_PROBLEM DETAILS_. An exact transcription is needed, starting with the line that contains "pub use defuzz::Defuzzification;" and ending with the last line of the records.

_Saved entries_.

//! # fuzzy-satisfaction - Mamdani fuzzy inference for customer satisfaction
//!
//! Estimates a customer-satisfaction score from two crisp inputs, service
//! speed and food quality, with a rule-based Mamdani inference system.
//!
//! ## Core Concepts
//!
//! - **LinguisticVariable**: a named dimension with a discretized universe and fuzzy terms
//! - **Triangular**: the membership shape of every term
//! - **Rule**: an AND/OR antecedent over input terms implying one output term
//! - **ControlSystem**: immutable variables + rule base; fuzzify, fire, aggregate, defuzzify
//! - **Simulation**: private set-inputs / compute / read-output scratch state
//!
//! ## Usage
//!
//! ```rust
//! use fuzzy_satisfaction::SatisfactionModel;
//!
//! let model = SatisfactionModel::new()?;
//! let score = model.score(10.0, 10.0)?;
//! assert!(score > 8.0 && score < 8.5);
//! # Ok::<(), Box<dyn std::error::Error>>(())
//! ```

#![warn(missing_docs)]
#![warn(clippy::all)]
#![warn(clippy::pedantic)]
#![allow(clippy::module_name_repetitions)]

// Engine building blocks
pub mod defuzz;
pub mod error;
pub mod membership;
pub mod rule;
pub mod universe;
pub mod variable;

// Inference and evaluation
pub mod batch;
pub mod config;
pub mod satisfaction;
pub mod simulation;
pub mod system;

// Re-export primary types at crate root for convenience
pub use batch::BatchEvaluator;
pub use config::EngineConfig;
pub use defuzz::Defuzzification;
pub use error::{EvaluationError, FuzzyError, FuzzyResult, ValidationError};
pub use membership::Triangular;
pub use rule::{Antecedent, Rule, TermRef};
pub use satisfaction::{
    customer_satisfaction_system, SatisfactionInput, SatisfactionInputs, SatisfactionModel,
    SatisfactionSimulation, CUSTOMER_SATISFACTION, FOOD_QUALITY, SERVICE_SPEED,
};
pub use simulation::{SharedSimulation, Simulation, SimulationState};
pub use system::{ControlSystem, ControlSystemBuilder, Evaluation, InputValues};
pub use universe::Universe;
pub use variable::{Fuzzification, FuzzyTerm, LinguisticVariable, LinguisticVariableBuilder};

_TASK RESULT_.
pub use defuzz::Defuzzification;
pub use error::{EvaluationError, FuzzyError, FuzzyResult, ValidationError};
pub use membership::Triangular;
pub use rule::{Antecedent, Rule, TermRef};
pub use satisfaction::{
    customer_satisfaction_system, SatisfactionInput, SatisfactionInputs, SatisfactionModel,
    SatisfactionSimulation, CUSTOMER_SATISFACTION, FOOD_QUALITY, SERVICE_SPEED,
};
pub use simulation::{SharedSimulation, Simulation, SimulationState};
pub use system::{ControlSystem, ControlSystemBuilder, Evaluation, InputValues};
pub use universe::Universe;
pub use variable::{Fuzzification, FuzzyTerm, LinguisticVariable, LinguisticVariableBuilder};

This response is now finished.